#### [YOUR TASK]
Please reproduce verbatim the lines below, from the first through the one with "handle.abort();".

(Items listed in a dataset)
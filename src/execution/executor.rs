use std::sync::Arc;
use std::time::Duration;

use tokio::time::timeout;

use crate::error::ExecutionFailure;
use crate::execution::OrderClient;
use crate::models::{OrderAck, OrderRequest, TradeIntent};
use crate::strategy::RsiThresholdStrategy;

pub const DEFAULT_ORDER_TIMEOUT: Duration = Duration::from_secs(10);

/// Sends trade intents to the order client and records confirmed fills
///
/// This is the only place exposure is written: a fill moves the strategy to
/// the side's implied exposure, any failure leaves it as it was. Nothing is
/// retried; a failed order forfeits that signal.
pub struct ExecutionGate {
    client: Arc<dyn OrderClient>,
    order_timeout: Duration,
}

impl ExecutionGate {
    pub fn new(client: Arc<dyn OrderClient>, order_timeout: Duration) -> Self {
        Self {
            client,
            order_timeout,
        }
    }

    pub fn order_timeout(&self) -> Duration {
        self.order_timeout
    }

    pub fn client_name(&self) -> &str {
        self.client.name()
    }

    /// Submit `intent` and reconcile `strategy` with the outcome
    pub async fn submit(
        &self,
        intent: &TradeIntent,
        strategy: &mut RsiThresholdStrategy,
    ) -> Result<OrderAck, ExecutionFailure> {
        let request = OrderRequest::market(intent);

        tracing::info!(
            side = %request.side,
            symbol = %request.symbol,
            quantity = %request.quantity,
            client = self.client.name(),
            "Sending order"
        );

        // Run on its own task so a panicking client surfaces as a failure
        let client = Arc::clone(&self.client);
        let mut handle = tokio::spawn(async move { client.submit_order(&request).await });

        let outcome = match timeout(self.order_timeout, &mut handle).await {
            Ok(Ok(result)) => result,
            Ok(Err(join_err)) => Err(ExecutionFailure::Transport(format!(
                "order task failed: {}",
                join_err
            ))),
            Err(_) => {
                handle.abort();
                Err(ExecutionFailure::Timeout(self.order_timeout))
            }
        };

        match outcome {
            Ok(ack) => {
                strategy.apply_fill(intent.side);
                tracing::info!(
                    side = %intent.side,
                    status = %ack.status,
                    client_order_id = %ack.client_order_id,
                    exposure = ?strategy.exposure(),
                    "✅ Order confirmed"
                );
                Ok(ack)
            }
            Err(failure) => {
                tracing::warn!(
                    side = %intent.side,
                    symbol = %intent.symbol,
                    error = %failure,
                    exposure = ?strategy.exposure(),
                    "❌ Order failed, exposure unchanged"
                );
                Err(failure)
            }
        }
    }
}
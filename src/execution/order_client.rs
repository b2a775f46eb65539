use async_trait::async_trait;
use uuid::Uuid;

use crate::error::ExecutionFailure;
use crate::models::{OrderAck, OrderRequest};

/// Venue that turns an order request into a confirmed fill or a failure
#[async_trait]
pub trait OrderClient: Send + Sync {
    /// Submit a market order
    async fn submit_order(&self, order: &OrderRequest) -> Result<OrderAck, ExecutionFailure>;

    /// Client name for logs
    fn name(&self) -> &str;
}

/// Dry-run client: logs the order and acknowledges it as filled
#[derive(Debug, Clone, Default)]
pub struct PaperOrderClient;

impl PaperOrderClient {
    pub fn new() -> Self {
        Self
    }
}

#[async_trait]
impl OrderClient for PaperOrderClient {
    async fn submit_order(&self, order: &OrderRequest) -> Result<OrderAck, ExecutionFailure> {
        let client_order_id = format!("paper-{}", Uuid::new_v4().simple());

        tracing::info!(
            side = %order.side,
            symbol = %order.symbol,
            quantity = %order.quantity,
            client_order_id = %client_order_id,
            "📝 Paper order filled"
        );

        Ok(OrderAck {
            order_id: None,
            client_order_id,
            status: "FILLED".to_string(),
            executed_qty: Some(order.quantity),
        })
    }

    fn name(&self) -> &str {
        "paper"
    }
}

#[cfg(test)]
mod tests {
    use super::*;
    use crate::models::{OrderType, TradeSide};
    use rust_decimal_macros::dec;

    #[test]
    fn test_paper_order_fills_full_quantity() {
        let client = PaperOrderClient::new();
        let order = OrderRequest {
            side: TradeSide::Buy,
            symbol: "ETHUSD".to_string(),
            quantity: dec!(0.015),
            order_type: OrderType::Market,
        };

        let ack = tokio_test::block_on(client.submit_order(&order)).unwrap();

        assert_eq!(ack.status, "FILLED");
        assert_eq!(ack.executed_qty, Some(dec!(0.015)));
        assert!(ack.client_order_id.starts_with("paper-"));
        assert_eq!(client.name(), "paper");
    }
}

#### [SOLVED PROBLEM]
filename src/execution/executor.rs
use std::sync::Arc;
use std::time::Duration;

use tokio::time::timeout;

use crate::error::ExecutionFailure;
use crate::execution::OrderClient;
use crate::models::{OrderAck, OrderRequest, TradeIntent};
use crate::strategy::RsiThresholdStrategy;

pub const DEFAULT_ORDER_TIMEOUT: Duration = Duration::from_secs(10);

/// Sends trade intents to the order client and records confirmed fills
///
/// This is the only place exposure is written: a fill moves the strategy to
/// the side's implied exposure, any failure leaves it as it was. Nothing is
/// retried; a failed order forfeits that signal.
pub struct ExecutionGate {
    client: Arc<dyn OrderClient>,
    order_timeout: Duration,
}

impl ExecutionGate {
    pub fn new(client: Arc<dyn OrderClient>, order_timeout: Duration) -> Self {
        Self {
            client,
            order_timeout,
        }
    }

    pub fn order_timeout(&self) -> Duration {
        self.order_timeout
    }

    pub fn client_name(&self) -> &str {
        self.client.name()
    }

    /// Submit `intent` and reconcile `strategy` with the outcome
    pub async fn submit(
        &self,
        intent: &TradeIntent,
        strategy: &mut RsiThresholdStrategy,
    ) -> Result<OrderAck, ExecutionFailure> {
        let request = OrderRequest::market(intent);

        tracing::info!(
            side = %request.side,
            symbol = %request.symbol,
            quantity = %request.quantity,
            client = self.client.name(),
            "Sending order"
        );

        // Run on its own task so a panicking client surfaces as a failure
        let client = Arc::clone(&self.client);
        let mut handle = tokio::spawn(async move { client.submit_order(&request).await });

        let outcome = match timeout(self.order_timeout, &mut handle).await {
            Ok(Ok(result)) => result,
            Ok(Err(join_err)) => Err(ExecutionFailure::Transport(format!(
                "order task failed: {}",
                join_err
            ))),
            Err(_) => {
                handle.abort();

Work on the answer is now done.